Dataset entries:
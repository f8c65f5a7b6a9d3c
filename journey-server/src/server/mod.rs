mod acl;
pub mod auth;
mod config;
mod game;
mod journey;
mod log;
mod mission;
mod pages;
mod points;
mod quiz;
pub mod session;
mod user;

use crate::storage::{StorageError, Store};
use axum::extract::{DefaultBodyLimit, FromRequest, FromRequestParts, Path, Query, Request};
use axum::http::request::Parts;
use axum::http::{HeaderName, HeaderValue};
use axum::middleware;
use axum::response::{IntoResponse, Response as AxumResponse};
use axum::{
    Json, Router,
    http::{Method, StatusCode, header},
    routing::{get, post, put},
};
use chrono::{NaiveDate, Utc};
use chrono_tz::Tz;
pub use config::{AppConfig, ConfigError};
use journey_shared::api::{ApiResponse, HealthDto};
use journey_shared::validate::ValidationError;
use mime_guess::from_path;
use rust_embed::RustEmbed;
use serde::de::DeserializeOwned;
use tokio_util::sync::CancellationToken;
use tower_http::services::ServeDir;
use tower_http::{cors::CorsLayer, trace::TraceLayer};
use tracing::info_span;
use uuid::Uuid;

/// Message returned for every unexpected failure; details stay in the log.
pub const INTERNAL_ERROR_MESSAGE: &str = "An unexpected error occurred";

#[derive(Clone)]
pub struct AppState {
    pub config: AppConfig,
    pub store: Store,
    tz: Tz,
    shutdown: CancellationToken,
}

impl AppState {
    pub fn new(config: AppConfig, store: Store) -> Result<Self, ConfigError> {
        let tz = config.timezone()?;
        Ok(Self {
            config,
            store,
            tz,
            shutdown: CancellationToken::new(),
        })
    }

    /// Calendar date in the configured zone; daily missions reset on it.
    pub fn today(&self) -> NaiveDate {
        Utc::now().with_timezone(&self.tz).date_naive()
    }

    pub fn shutdown_token(&self) -> CancellationToken {
        self.shutdown.clone()
    }
}

#[derive(Clone, Debug)]
struct ReqId(pub String);

pub fn router(state: AppState) -> Router {
    let admin = Router::new()
        .route("/admin/missions", get(mission::admin_list))
        .route("/admin/missions/create", post(mission::admin_create))
        .route(
            "/admin/missions/{id}",
            put(mission::admin_update).delete(mission::admin_delete),
        )
        .route("/admin/quizzes/create", post(quiz::admin_create))
        .route("/admin/quizzes/{id}", put(quiz::admin_update))
        .route("/admin/quizzes/{id}/results", get(quiz::admin_results))
        .route("/admin/quizzes/{id}/stats", get(quiz::admin_stats))
        .route("/admin/games/create", post(game::admin_create))
        .route("/admin/games/{id}", put(game::admin_update))
        .route("/admin/games/{id}/stats", get(game::admin_stats))
        .layer(middleware::from_fn(acl::require_admin));

    // Browsing the catalog needs no account
    let catalog = Router::new()
        .route("/quizzes", get(quiz::list))
        .route("/quizzes/{id}", get(quiz::detail))
        .route("/quizzes/{id}/details", get(pages::quiz_details))
        .route("/games", get(game::list))
        .route("/games/search", get(game::search))
        .route("/games/difficulty/{difficulty}", get(game::by_difficulty))
        .route("/games/display", get(pages::games))
        .route("/games/{id}", get(game::detail))
        .route("/games/{id}/details", get(pages::game_details));

    let api = Router::new()
        .route("/profile/update", post(user::update_profile))
        .route("/profile/delete", post(user::delete_account))
        .route(
            "/profile/avatar",
            post(user::upload_avatar)
                .layer(DefaultBodyLimit::max(user::MAX_AVATAR_BYTES + 64 * 1024)),
        )
        .route("/missions", get(mission::list))
        .route("/missions/history/all", get(mission::history))
        .route("/missions/{id}", get(mission::detail))
        .route("/missions/{id}/complete", post(mission::complete))
        .route("/missions/{id}/availability", get(mission::availability))
        .route("/quizzes/{id}/submit", post(quiz::submit))
        .route("/quizzes/{id}/result", get(quiz::result))
        .route("/quiz-history", get(quiz::history))
        .route("/games/{id}/complete", post(game::complete))
        .route("/games/{id}/rate", post(game::rate))
        .route("/api/starting/status", get(journey::starting_status))
        .route("/api/starting/create", post(journey::create_starting))
        .route("/api/starting/stats", get(journey::starting_stats))
        .route("/api/starting/progress", get(journey::starting_progress))
        .route("/api/starting/{id}", put(journey::update_starting))
        .route("/api/ending", get(journey::current_ending))
        .route("/api/endings", get(journey::list_endings))
        .route("/api/ending/create", post(journey::create_ending))
        .route("/api/ending/summary", get(journey::ending_summary))
        .route("/api/ending/stats", get(journey::ending_stats))
        .route("/api/ending/{id}", get(journey::ending_by_id))
        .route(
            "/api/journey/completion-check",
            get(journey::completion_check),
        )
        .route("/api/activity-log", get(log::activity_log))
        .route("/api/onboarding-info", get(log::onboarding_info))
        .route("/api/missions-completed", get(log::missions_completed))
        .route(
            "/api/missions/{id}/completion-details",
            get(log::mission_completion_details),
        )
        .route("/api/volunteer-activities", get(log::volunteer_activities))
        .route("/api/volunteer/{id}/details", get(log::volunteer_details))
        .route("/api/volunteer/{id}/register", post(log::register_volunteer))
        .route("/api/friends", get(log::friends))
        .route("/api/friends/{id}/details", get(log::friendship_details))
        .route("/api/friends/{id}/request", post(log::request_friend))
        .route("/api/friends/{id}/accept", post(log::accept_friend))
        .route("/api/points/history", get(points::history))
        .merge(admin)
        .layer(middleware::from_fn_with_state(
            state.clone(),
            auth::require_api_user,
        ));

    let private_pages = Router::new()
        .route("/dashboard", get(pages::dashboard))
        .route("/profile", get(pages::profile))
        .route("/starting", get(pages::starting))
        .route("/ending", get(pages::ending))
        .route("/ending/summary/display", get(pages::ending_summary))
        .route("/ending/{id}", get(pages::ending_detail))
        .route("/activity-log", get(pages::activity_log))
        .route("/quizzes/{id}/result/display", get(pages::quiz_result))
        .layer(middleware::from_fn_with_state(
            state.clone(),
            auth::require_page_user,
        ));

    // Trace with request context (method, path, request_id)
    let trace = TraceLayer::new_for_http().make_span_with(|req: &axum::http::Request<_>| {
        let request_id = req
            .extensions()
            .get::<ReqId>()
            .map(|r| r.0.clone())
            .unwrap_or_else(|| Uuid::new_v4().to_string());
        info_span!(
            "request",
            method = %req.method(),
            path = %req.uri().path(),
            request_id = %request_id,
            user_id = tracing::field::Empty,
            role = tracing::field::Empty
        )
    });

    let app = Router::new()
        .route("/healthz", get(health))
        .route("/", get(pages::home))
        .route("/register", get(pages::register_page).post(auth::register))
        .route("/login", get(pages::login_page).post(auth::login))
        .route("/logout", get(auth::logout))
        .route("/static/{*path}", get(serve_static))
        .nest_service("/uploads", ServeDir::new(&state.config.upload_dir))
        .merge(catalog)
        .merge(api)
        .merge(private_pages)
        .fallback(pages::not_found)
        .with_state(state.clone())
        .layer(session::layer(&state))
        .layer(trace)
        .layer(middleware::from_fn(add_security_headers))
        .layer(middleware::from_fn(add_request_id));

    // Optionally add CORS for dev if configured
    if let Some(origin) = &state.config.dev_cors_origin {
        let hv = header::HeaderValue::from_str(origin)
            .unwrap_or(header::HeaderValue::from_static("http://localhost:5173"));
        let cors = CorsLayer::new()
            .allow_origin(hv)
            .allow_credentials(true)
            .allow_methods([
                Method::GET,
                Method::POST,
                Method::PUT,
                Method::DELETE,
                Method::OPTIONS,
            ])
            .allow_headers([header::CONTENT_TYPE]);
        app.layer(cors)
    } else {
        app
    }
}

async fn health() -> Json<HealthDto> {
    Json(HealthDto {
        status: "ok".into(),
        version: env!("CARGO_PKG_VERSION").into(),
    })
}

async fn add_request_id(
    mut req: axum::http::Request<axum::body::Body>,
    next: axum::middleware::Next,
) -> Result<AxumResponse, AppError> {
    let hdr = HeaderName::from_static("x-request-id");
    let rid = req
        .headers()
        .get(&hdr)
        .and_then(|v| v.to_str().ok())
        .map(|s| s.to_string())
        .unwrap_or_else(|| Uuid::new_v4().to_string());
    req.extensions_mut().insert(ReqId(rid.clone()));
    let mut resp = next.run(req).await;
    if let Ok(hv) = HeaderValue::from_str(&rid) {
        resp.headers_mut().insert(hdr, hv);
    }
    Ok(resp)
}

async fn add_security_headers(
    req: axum::http::Request<axum::body::Body>,
    next: axum::middleware::Next,
) -> Result<AxumResponse, AppError> {
    let path = req.uri().path().to_string();
    let mut resp = next.run(req).await;

    let headers = resp.headers_mut();
    headers.insert(
        HeaderName::from_static("x-content-type-options"),
        HeaderValue::from_static("nosniff"),
    );
    headers.insert(
        HeaderName::from_static("x-frame-options"),
        HeaderValue::from_static("SAMEORIGIN"),
    );
    headers.insert(
        HeaderName::from_static("referrer-policy"),
        HeaderValue::from_static("same-origin"),
    );
    headers.insert(
        HeaderName::from_static("permissions-policy"),
        HeaderValue::from_static("geolocation=(), microphone=(), camera=()"),
    );
    headers.insert(
        HeaderName::from_static("cross-origin-opener-policy"),
        HeaderValue::from_static("same-origin"),
    );

    // Static assets and uploads may be cached; everything else is per-user
    if !(path.starts_with("/static/") || path.starts_with("/uploads/")) {
        headers.insert(
            HeaderName::from_static("cache-control"),
            HeaderValue::from_static("no-store, no-cache, must-revalidate, private"),
        );
    }

    Ok(resp)
}

/// A positive numeric path id; anything else is a 400 in the JSON envelope.
pub struct Id(pub i32);

impl<S: Send + Sync> FromRequestParts<S> for Id {
    type Rejection = AppError;

    async fn from_request_parts(parts: &mut Parts, state: &S) -> Result<Self, Self::Rejection> {
        let Path(raw) = Path::<String>::from_request_parts(parts, state)
            .await
            .map_err(|_| AppError::bad_request("Invalid ID"))?;
        parse_id(&raw)
            .map(Id)
            .ok_or_else(|| AppError::bad_request("Invalid ID"))
    }
}

/// JSON request body. Malformed or mistyped bodies are a 400 in the JSON
/// envelope instead of axum's plain-text rejection.
pub struct JsonBody<T>(pub T);

impl<T, S> FromRequest<S> for JsonBody<T>
where
    T: DeserializeOwned,
    S: Send + Sync,
{
    type Rejection = AppError;

    async fn from_request(req: Request, state: &S) -> Result<Self, Self::Rejection> {
        match Json::<T>::from_request(req, state).await {
            Ok(Json(v)) => Ok(Self(v)),
            Err(rejection) => Err(AppError::bad_request(rejection.body_text())),
        }
    }
}

/// Query string, rejected the same way as [`JsonBody`].
pub struct Params<T>(pub T);

impl<T, S> FromRequestParts<S> for Params<T>
where
    T: DeserializeOwned,
    S: Send + Sync,
{
    type Rejection = AppError;

    async fn from_request_parts(parts: &mut Parts, state: &S) -> Result<Self, Self::Rejection> {
        match Query::<T>::from_request_parts(parts, state).await {
            Ok(Query(v)) => Ok(Self(v)),
            Err(rejection) => Err(AppError::bad_request(rejection.body_text())),
        }
    }
}

fn parse_id(raw: &str) -> Option<i32> {
    raw.trim().parse::<i32>().ok().filter(|v| *v > 0)
}

/// Blank strings count as absent.
fn non_blank(v: Option<String>) -> Option<String> {
    v.map(|s| s.trim().to_string()).filter(|s| !s.is_empty())
}

pub type ApiResult<T> = Result<Json<ApiResponse<T>>, AppError>;

pub fn ok<T>(data: T, message: impl Into<String>) -> ApiResult<T> {
    Ok(Json(ApiResponse::ok(data, message)))
}

#[derive(Debug)]
pub enum AppError {
    BadRequest(String),
    Unauthorized(String),
    Forbidden(String),
    NotFound(String),
    Internal(String),
}

impl AppError {
    pub fn bad_request<T: Into<String>>(msg: T) -> Self {
        Self::BadRequest(msg.into())
    }
    pub fn unauthorized<T: Into<String>>(msg: T) -> Self {
        Self::Unauthorized(msg.into())
    }
    pub fn forbidden<T: Into<String>>(msg: T) -> Self {
        Self::Forbidden(msg.into())
    }
    pub fn not_found<T: Into<String>>(msg: T) -> Self {
        Self::NotFound(msg.into())
    }
    pub fn internal<E: std::fmt::Display>(e: E) -> Self {
        Self::Internal(e.to_string())
    }
}

impl From<StorageError> for AppError {
    fn from(e: StorageError) -> Self {
        match e {
            StorageError::NotFound(m) => AppError::NotFound(m),
            StorageError::Conflict(m) => AppError::BadRequest(m),
            StorageError::InvalidInput(m) => AppError::BadRequest(m),
            other => AppError::internal(other),
        }
    }
}

impl From<ValidationError> for AppError {
    fn from(e: ValidationError) -> Self {
        AppError::BadRequest(e.to_string())
    }
}

impl From<tower_sessions::session::Error> for AppError {
    fn from(e: tower_sessions::session::Error) -> Self {
        AppError::internal(format!("session: {e}"))
    }
}

impl IntoResponse for AppError {
    fn into_response(self) -> axum::response::Response {
        let (status, msg, kind) = match self {
            AppError::BadRequest(m) => (StatusCode::BAD_REQUEST, m, "bad_request"),
            AppError::Unauthorized(m) => (StatusCode::UNAUTHORIZED, m, "unauthorized"),
            AppError::Forbidden(m) => (StatusCode::FORBIDDEN, m, "forbidden"),
            AppError::NotFound(m) => (StatusCode::NOT_FOUND, m, "not_found"),
            // Do not leak internal error details to clients, but log them
            AppError::Internal(detail) => {
                tracing::error!(status = %StatusCode::INTERNAL_SERVER_ERROR, kind = "internal", detail = %detail, "request failed");
                let body = Json(ApiResponse::error(INTERNAL_ERROR_MESSAGE));
                return (StatusCode::INTERNAL_SERVER_ERROR, body).into_response();
            }
        };
        tracing::warn!(status = %status, kind = kind, message = %msg, "request failed");
        (status, Json(ApiResponse::error(msg))).into_response()
    }
}

#[derive(RustEmbed)]
#[folder = "assets/"]
struct StaticAssets;

async fn serve_static(Path(path): Path<String>) -> AxumResponse {
    let Some(asset) = StaticAssets::get(&path) else {
        return (StatusCode::NOT_FOUND, "asset not found").into_response();
    };
    let mime = from_path(&path).first_or_octet_stream();
    let mut resp = AxumResponse::new(axum::body::Body::from(asset.data.into_owned()));
    resp.headers_mut().insert(
        header::CONTENT_TYPE,
        header::HeaderValue::from_str(mime.as_ref())
            .unwrap_or(header::HeaderValue::from_static("application/octet-stream")),
    );
    resp
}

- _Task details_: Give back the line containing "tracing::warn!(status = %status, kind" and all the lines after it through the end of the records, unchanged.

- _Response to the task_:
        tracing::warn!(status = %status, kind = kind, message = %msg, "request failed");
        (status, Json(ApiResponse::error(msg))).into_response()
    }
}

#[derive(RustEmbed)]
#[folder = "assets/"]
struct StaticAssets;

async fn serve_static(Path(path): Path<String>) -> AxumResponse {
    let Some(asset) = StaticAssets::get(&path) else {
        return (StatusCode::NOT_FOUND, "asset not found").into_response();
    };
    let mime = from_path(&path).first_or_octet_stream();
    let mut resp = AxumResponse::new(axum::body::Body::from(asset.data.into_owned()));
    resp.headers_mut().insert(
        header::CONTENT_TYPE,
        header::HeaderValue::from_str(mime.as_ref())
            .unwrap_or(header::HeaderValue::from_static("application/octet-stream")),
    );
    resp
}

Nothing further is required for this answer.